Nepal
Pathseed Nepal, the publishers of ukeraa.com, one of Nepal's leading vernacular news portals, has said unauthorised users hacked into its Content Management System (CMS) and deleted five exclusive news stories on Thursday midnight.
In a statement issued on Friday afternoon, Pathseed Nepal said the company would pursue legal action against any unauthorised intrusion into its CMS. "This is an attack on the freedom of press. We shall pursue legal action against those involved in this condemnable act and bring the culprits to justice."
The intrusion took place repeatedly between 12-2 a.m., according to the release.
Some of the photographs were changed and the contents deleted by logging into the CMS, the release states.
The unauthorised intruders deleted five of the exclusive stories, including the one the portal carried on Thursday implicating a co-operative owned by Vice-President Nanda Kishor Pun's son, Dipesh, for allegedly failing to pay money to the depositors.

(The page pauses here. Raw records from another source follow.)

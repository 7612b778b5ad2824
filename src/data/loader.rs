//! CSV Data Loader Module
//! Reads delimited files into raw string tables using Polars.

use crate::config::Delimiter;
use polars::prelude::*;
use std::path::{Path, PathBuf};
use thiserror::Error;

#[derive(Error, Debug)]
pub enum LoaderError {
    #[error("Dataset not found at {0}")]
    FileNotFound(PathBuf),
    #[error("Failed to parse {path}: {source}")]
    Parse {
        path: PathBuf,
        #[source]
        source: PolarsError,
    },
}

/// One column of raw cell values, exactly as read (nulls for empty cells).
#[derive(Debug, Clone, PartialEq)]
pub struct RawColumn {
    pub name: String,
    pub values: Vec<Option<String>>,
}

/// Column-major table of untyped cells, before normalization.
#[derive(Debug, Clone, Default, PartialEq)]
pub struct RawTable {
    pub columns: Vec<RawColumn>,
    height: usize,
}

impl RawTable {
    /// Build a table from columns. All columns must share one height.
    pub fn new(columns: Vec<RawColumn>) -> Self {
        let height = columns.first().map(|c| c.values.len()).unwrap_or(0);
        debug_assert!(columns.iter().all(|c| c.values.len() == height));
        Self { columns, height }
    }

    /// Build a table from a header row and string rows. Empty cells become nulls.
    pub fn from_rows(headers: &[&str], rows: &[&[&str]]) -> Self {
        let columns = headers
            .iter()
            .enumerate()
            .map(|(idx, name)| RawColumn {
                name: name.to_string(),
                values: rows
                    .iter()
                    .map(|row| {
                        row.get(idx)
                            .filter(|cell| !cell.is_empty())
                            .map(|cell| cell.to_string())
                    })
                    .collect(),
            })
            .collect();
        Self {
            columns,
            height: rows.len(),
        }
    }

    /// Number of data rows.
    pub fn height(&self) -> usize {
        self.height
    }

    pub fn column_names(&self) -> Vec<&str> {
        self.columns.iter().map(|c| c.name.as_str()).collect()
    }

    pub fn column(&self, name: &str) -> Option<&RawColumn> {
        self.columns.iter().find(|c| c.name == name)
    }
}

/// Handles delimited file loading with Polars.
pub struct DataLoader {
    delimiter: Delimiter,
}

impl Default for DataLoader {
    fn default() -> Self {
        Self::new(Delimiter::Comma)
    }
}

impl DataLoader {
    pub fn new(delimiter: Delimiter) -> Self {
        Self { delimiter }
    }

    /// Load a delimited file, keeping every cell as a string.
    ///
    /// A missing file is reported as [`LoaderError::FileNotFound`]; anything
    /// Polars rejects (empty file, ragged rows, bad quoting) as
    /// [`LoaderError::Parse`].
    pub fn load(&self, path: &Path) -> Result<RawTable, LoaderError> {
        if !path.is_file() {
            return Err(LoaderError::FileNotFound(path.to_path_buf()));
        }

        let parse_err = |source| LoaderError::Parse {
            path: path.to_path_buf(),
            source,
        };

        // Schema inference disabled: every column is read as String
        let df = LazyCsvReader::new(path)
            .with_separator(self.delimiter.as_byte())
            .with_has_header(true)
            .with_infer_schema_length(Some(0))
            .finish()
            .and_then(|lazy| lazy.collect())
            .map_err(parse_err)?;

        let table = Self::to_raw_table(&df).map_err(parse_err)?;
        log::info!(
            "Loaded {} rows, {} columns from {}",
            table.height(),
            table.columns.len(),
            path.display()
        );
        Ok(table)
    }

    fn to_raw_table(df: &DataFrame) -> PolarsResult<RawTable> {
        let columns = df
            .get_columns()
            .iter()
            .map(|col| {
                let series = col.as_materialized_series().cast(&DataType::String)?;
                let values = series
                    .str()?
                    .into_iter()
                    .map(|v| v.map(|s| s.to_string()))
                    .collect();
                Ok(RawColumn {
                    name: col.name().to_string(),
                    values,
                })
            })
            .collect::<PolarsResult<Vec<_>>>()?;

        Ok(RawTable {
            columns,
            height: df.height(),
        })
    }
}

#[cfg(test)]
mod tests {
    use super::*;
    use std::fs;

    fn temp_dir(name: &str) -> PathBuf {
        let dir = std::env::temp_dir().join(format!("fcp_loader_{name}"));
        let _ = fs::remove_dir_all(&dir);
        fs::create_dir_all(&dir).unwrap();
        dir
    }

    #[test]
    fn missing_file_is_reported() {
        let err = DataLoader::default()
            .load(Path::new("/definitely/not/here.csv"))
            .unwrap_err();
        assert!(matches!(err, LoaderError::FileNotFound(_)));
    }

    #[test]
    fn loads_comma_file_as_strings() {
        let dir = temp_dir("comma");
        let path = dir.join("data.csv");
        fs::write(&path, "Date,Operator,Fat\n01/03/2020,Acme Air,5\n04/07/2021,,\n").unwrap();

        let table = DataLoader::default().load(&path).unwrap();
        assert_eq!(table.height(), 2);
        assert_eq!(table.column_names(), vec!["Date", "Operator", "Fat"]);
        let fat = table.column("Fat").unwrap();
        assert_eq!(fat.values, vec![Some("5".to_string()), None]);
        let operator = table.column("Operator").unwrap();
        assert_eq!(operator.values[1], None);

        let _ = fs::remove_dir_all(&dir);
    }

    #[test]
    fn loads_tab_file() {
        let dir = temp_dir("tab");
        let path = dir.join("data.tsv");
        fs::write(&path, "date\toperator\n2020-03-01\tAcme, Inc\n").unwrap();

        let table = DataLoader::new(Delimiter::Tab).load(&path).unwrap();
        assert_eq!(table.height(), 1);
        assert_eq!(
            table.column("operator").unwrap().values,
            vec![Some("Acme, Inc".to_string())]
        );

        let _ = fs::remove_dir_all(&dir);
    }

    #[test]
    fn header_only_file_has_no_rows() {
        let dir = temp_dir("header_only");
        let path = dir.join("data.csv");
        fs::write(&path, "date,operator,fatalities\n").unwrap();

        let table = DataLoader::default().load(&path).unwrap();
        assert_eq!(table.height(), 0);
        assert_eq!(table.columns.len(), 3);

        let _ = fs::remove_dir_all(&dir);
    }

    #[test]
    fn ragged_rows_are_a_parse_error() {
        let dir = temp_dir("ragged");
        let path = dir.join("data.csv");
        fs::write(&path, "a,b\n1,2,3\n4\n").unwrap();

        let err = DataLoader::default().load(&path).unwrap_err();
        assert!(matches!(err, LoaderError::Parse { .. }));
        assert!(err.to_string().contains("data.csv"));

        let _ = fs::remove_dir_all(&dir);
    }

    #[test]
    fn empty_file_is_a_parse_error() {
        let dir = temp_dir("zero_bytes");
        let path = dir.join("data.csv");
        fs::write(&path, "").unwrap();

        let err = DataLoader::default().load(&path).unwrap_err();
        assert!(matches!(err, LoaderError::Parse { .. }));

        let _ = fs::remove_dir_all(&dir);
    }

    #[test]
    fn from_rows_treats_empty_cells_as_null() {
        let table = RawTable::from_rows(&["a", "b"], &[&["1", ""], &["", "x"]]);
        assert_eq!(table.height(), 2);
        assert_eq!(table.column("a").unwrap().values, vec![Some("1".into()), None]);
        assert_eq!(table.column("b").unwrap().values, vec![None, Some("x".into())]);
    }
}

The other contents deleted included a series of stories that ukeraa.com has been carrying lately. The portal has been publishing reports on controversies surrounding Rastriya Swatantra Party President Rabi Lamichhane's citizenship. The portal has claimed that Lamichhane, who obtained a US citizenship, never surrendered his Nepali citizenship. The Nepali law does not allow dual citizenship and requires its citizens to surrender their citizenships voluntarily as they obtained a foreign citizenship.
Lamichhane has admitted some procedural flaws but has defended his position that his citizenship is valid and legal.
Lamichhane has only recently been elected to the House of Representatives by a landslide majority from Chitawan-2. He polled over 49,000 votes to defeat two of his prominent rival candidates, both securing less than a third of his total.
His candidacy remains challenged at the Election Commission. The Commission has said it would launch an investigation.
The portal carried another follow-up on Thursday citing a case from India, which, it claimed was "exactly identical to that of Lamichhane". As per the story, an Indian court had scrapped the election in which a Nepali woman bearing the name of Kiran was elected. The exclusive coverage claimed her Indian citizenship had also been stripped.